The easy solution that comes to mind is : calculate the time elapsed since last rendered frame and call 'gamelogic()' this many times before the next frame: 100 * timeElapsedInSeconds
However, I pressume that the "right" way to do it is with multithreading; have a separate thread that runs 'gamelogic()' 100 times/sec.
The question is, how do I achieve this and what can be done when there is a conflict between the 2 separate threads : gamelogic changing screen content (3d object coordinates) while Ogre is rendering the screen at the same time .
Many thanks in advance.
If this is your first game application, using multi-threading to achieve your results might be more work than you should really tackle on your first game. Sychronizing a game loop and render loop in different threads is not an easy problem to solve.
As you correctly point out, rendering time can greatly affect the "speed" of your game. I would suggest that you do not make your game logic dependent on a set time slice (i.e. 1/100 of a second). Make it dependent on the current frametime (well, the last frametime since you don't know how long your current frame will take to render).
Typically I would write something like below (what I wrote is greatly simplified):
float Frametime = 1.0f / 30.0f;
while(1) {
game_loop(Frametime); // maniuplate objects, etc.
render_loop(); // render the frame
calculate_new_frametime();
}
Where Frametime is the calculcated frametime that the current frame took. When you process your game loop you are using the frametime from the previous frame (so set the initial value to something reasonable, like 1/30th or 1/15th of a second). Running it on the previous frametime is close enough to get you the results that you need. Run your game loop using that time frame, then render your stuff. You might have to change the logic in your game loop to not assume a fixed time interval, but generally those kinds of fixes are pretty easy.
Asynchoronous game/render loops may be something that you ultimately need, but that is a tough problem to solve. It involves taking snapshops of objects and their relevant data, putting those snapshots into a buffer and then passing the buffer to the rendering engine. That memory buffer will have to be correctly partitioned around critical sections to avoid having the game loop write to it while the render loop is reading from it. You'll have to take care to make sure that you copy all relevant data into the buffer before passing to the render loop. Additionally, you'll have to write logic to stall either the game or render loops while waiting for one or the other to complete.
This complexity is why I suggest writing it in a more serial manner first (unless you have experience, which you might). The reason being is that doing it the "easy" way first will force you to learn about how your code works, how the rendering engine works, what kind of data the rendering engine needs, etc. Multithreading knowledge is defintely required in complex game development these days, but knowing how to do it well requires indepth knowledge of how game systems interact with each other.
There's not a whole lot of benefit to your core game logic running faster than the player can respond. About the only time it's really useful is for physics simulations, where running at a fast, fixed time step can make the sim behave more consistently.

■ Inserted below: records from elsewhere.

use chrono::{Duration, Utc};
use serde::{Deserialize, Serialize};
use std::sync::Arc;
use tracing::{info, warn};
use uuid::Uuid;

use super::context::AuthContext;
use super::error::AuthError;
use super::password::CredentialHasher;
use super::token::TokenCodec;
use crate::storage::{
    CreateUser, NewSession, Session, SessionStore, StorageError, User, UserStore, UserSummary,
};

/// Minimum accepted password length at registration
pub const MIN_PASSWORD_LENGTH: usize = 8;

/// Lockout and session lifetime policy
#[derive(Debug, Clone)]
pub struct AuthPolicy {
    /// Failed attempts at which login is refused before checking the password
    pub max_failed_attempts: i32,
    /// Lifetime of both the session row and the token it carries
    pub session_lifetime: Duration,
}

impl Default for AuthPolicy {
    fn default() -> Self {
        Self {
            max_failed_attempts: 5,
            session_lifetime: Duration::hours(24),
        }
    }
}

/// Registration request
#[derive(Debug, Clone, Deserialize)]
pub struct RegisterRequest {
    pub email: String,
    pub password: String,
    pub first_name: String,
    pub last_name: String,
    #[serde(default)]
    pub phone_number: Option<String>,
    pub role_id: Uuid,
}

impl RegisterRequest {
    pub fn validate(&self) -> Result<(), AuthError> {
        let email = self.email.trim();
        if email.is_empty() || !email.contains('@') || email.contains(char::is_whitespace) {
            return Err(AuthError::Validation("A valid email is required".to_string()));
        }
        if self.password.chars().count() < MIN_PASSWORD_LENGTH {
            return Err(AuthError::Validation(format!(
                "Password must be at least {MIN_PASSWORD_LENGTH} characters"
            )));
        }
        if self.first_name.trim().is_empty() || self.last_name.trim().is_empty() {
            return Err(AuthError::Validation(
                "First and last name are required".to_string(),
            ));
        }
        Ok(())
    }
}

/// Login request
#[derive(Debug, Clone, Deserialize)]
pub struct LoginRequest {
    #[serde(default)]
    pub email: String,
    #[serde(default)]
    pub password: String,
}

/// Where a login came from, recorded on the session
#[derive(Debug, Clone, Default)]
pub struct ClientInfo {
    pub device_info: Option<String>,
    pub ip_address: Option<String>,
}

/// Successful login: the sanitized user and the issued token
#[derive(Debug, Clone, Serialize)]
pub struct AuthResponse {
    pub user: UserSummary,
    pub token: String,
}

/// Registration, login, logout and token validation over the user and session stores
pub struct AuthService {
    users: Arc<dyn UserStore>,
    sessions: Arc<dyn SessionStore>,
    codec: TokenCodec,
    hasher: CredentialHasher,
    policy: AuthPolicy,
}

impl AuthService {
    pub fn new(
        users: Arc<dyn UserStore>,
        sessions: Arc<dyn SessionStore>,
        codec: TokenCodec,
        hasher: CredentialHasher,
        policy: AuthPolicy,
    ) -> Self {
        Self {
            users,
            sessions,
            codec,
            hasher,
            policy,
        }
    }

    pub fn policy(&self) -> &AuthPolicy {
        &self.policy
    }

    /// Create an account. No session is opened.
    pub async fn register(&self, mut request: RegisterRequest) -> Result<Uuid, AuthError> {
        request.validate()?;
        request.email = request.email.trim().to_string();

        if self.users.find_by_email(&request.email).await?.is_some() {
            warn!("Registration attempt for existing email");
            return Err(AuthError::DuplicateEmail);
        }

        let password_hash = self.hasher.hash_blocking(request.password).await?;

        let user_id = self
            .users
            .create(CreateUser {
                email: request.email,
                password_hash,
                role_id: request.role_id,
                first_name: request.first_name,
                last_name: request.last_name,
                phone_number: request.phone_number,
            })
            .await
            .map_err(|e| match e {
                // Lost a race with a concurrent registration
                StorageError::DuplicateEmail(_) => AuthError::DuplicateEmail,
                StorageError::UnknownRole(_) => AuthError::Validation("Unknown role".to_string()),
                e => AuthError::Storage(e),
            })?;

        info!("Registered user {}", user_id);
        Ok(user_id)
    }

    /// Verify credentials and open a session.
    ///
    /// Lockout is checked before the password, so a locked account is refused even
    /// with the correct password. A mismatch bumps the failed-login counter and a
    /// failure to record it aborts the login.
    pub async fn login(
        &self,
        request: &LoginRequest,
        client: ClientInfo,
    ) -> Result<AuthResponse, AuthError> {
        if request.email.is_empty() || request.password.is_empty() {
            return Err(AuthError::MissingCredentials);
        }

        let Some(user) = self.users.find_by_email(&request.email).await? else {
            warn!("Login attempt for unknown email");
            return Err(AuthError::InvalidCredentials);
        };

        if user.failed_login_attempts >= self.policy.max_failed_attempts {
            warn!("Login attempt for locked user {}", user.id);
            return Err(AuthError::AccountLocked);
        }

        let matches = self
            .hasher
            .verify_blocking(request.password.clone(), user.password_hash.clone())
            .await?;

        if !matches {
            warn!("Invalid password for user {}", user.id);
            self.users.increment_failed_login(&request.email).await?;
            return Err(AuthError::InvalidCredentials);
        }

        if !user.is_active {
            warn!("Login attempt for inactive user {}", user.id);
            return Err(AuthError::AccountInactive);
        }

        self.users.record_successful_login(user.id).await?;

        let expires_at = Utc::now()
            .checked_add_signed(self.policy.session_lifetime)
            .ok_or(AuthError::Internal("session expiry out of range"))?;
        let token = self
            .codec
            .issue(user.id, user.role_id, &user.role_name, expires_at)
            .map_err(|_| AuthError::Signing)?;

        let session_id = self
            .sessions
            .create(NewSession {
                user_id: user.id,
                token: token.clone(),
                device_info: client.device_info,
                ip_address: client.ip_address,
                expires_at,
            })
            .await?;

        info!("User {} logged in, session {}", user.id, session_id);

        Ok(AuthResponse {
            user: UserSummary::from(&user),
            token,
        })
    }

    /// Invalidate the session carrying `token`. Unknown or already-invalid sessions
    /// are a silent success.
    pub async fn logout(&self, token: &str) -> Result<(), AuthError> {
        self.sessions.invalidate(token).await?;
        info!("Session logged out");
        Ok(())
    }

    /// Server-side session check: the row must exist, be valid and unexpired
    pub async fn validate_token(&self, token: &str) -> Result<(Session, User), AuthError> {
        let Some((session, user)) = self.sessions.find_by_token(token).await? else {
            return Err(AuthError::SessionNotFound);
        };

        if !session.is_valid {
            return Err(AuthError::SessionInvalid);
        }

        if Utc::now() >= session.expires_at {
            return Err(AuthError::SessionExpired);
        }

        Ok((session, user))
    }

    /// Full check of a bearer token: session row, signature and embedded expiry,
    /// and agreement between the token subject and the session owner
    pub async fn authenticate(&self, token: &str) -> Result<AuthContext, AuthError> {
        let (session, user) = self.validate_token(token).await.inspect_err(|e| {
            warn!("Session rejected: {}", e);
        })?;

        let claims = self.codec.decode(token).map_err(|e| {
            warn!("Token rejected for session {}: {}", session.id, e);
            AuthError::Token(e)
        })?;

        if claims.user_id != session.user_id {
            warn!("Token subject does not match owner of session {}", session.id);
            return Err(AuthError::SubjectMismatch);
        }

        Ok(AuthContext {
            user,
            session,
            claims,
        })
    }

    /// Delete sessions past their expiry
    pub async fn prune_expired_sessions(&self) -> Result<u64, AuthError> {
        Ok(self.sessions.delete_expired(Utc::now()).await?)
    }
}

Apart from that, just update your game loop once per frame, and pass in a variable time delta instead of relying on the fixed one. The benefit you'll get from doing multithreading is minimal compared to the cost, especially if this is your first game.
Double buffering your render-able objects is an approach you could explore. Meaning, the rendering component is using 1 buffer which is updated when all game actions have updated the relevant object in the 2nd buffer.
But personally I don't like it, I'd (and have, frequently) employ Mark's approach.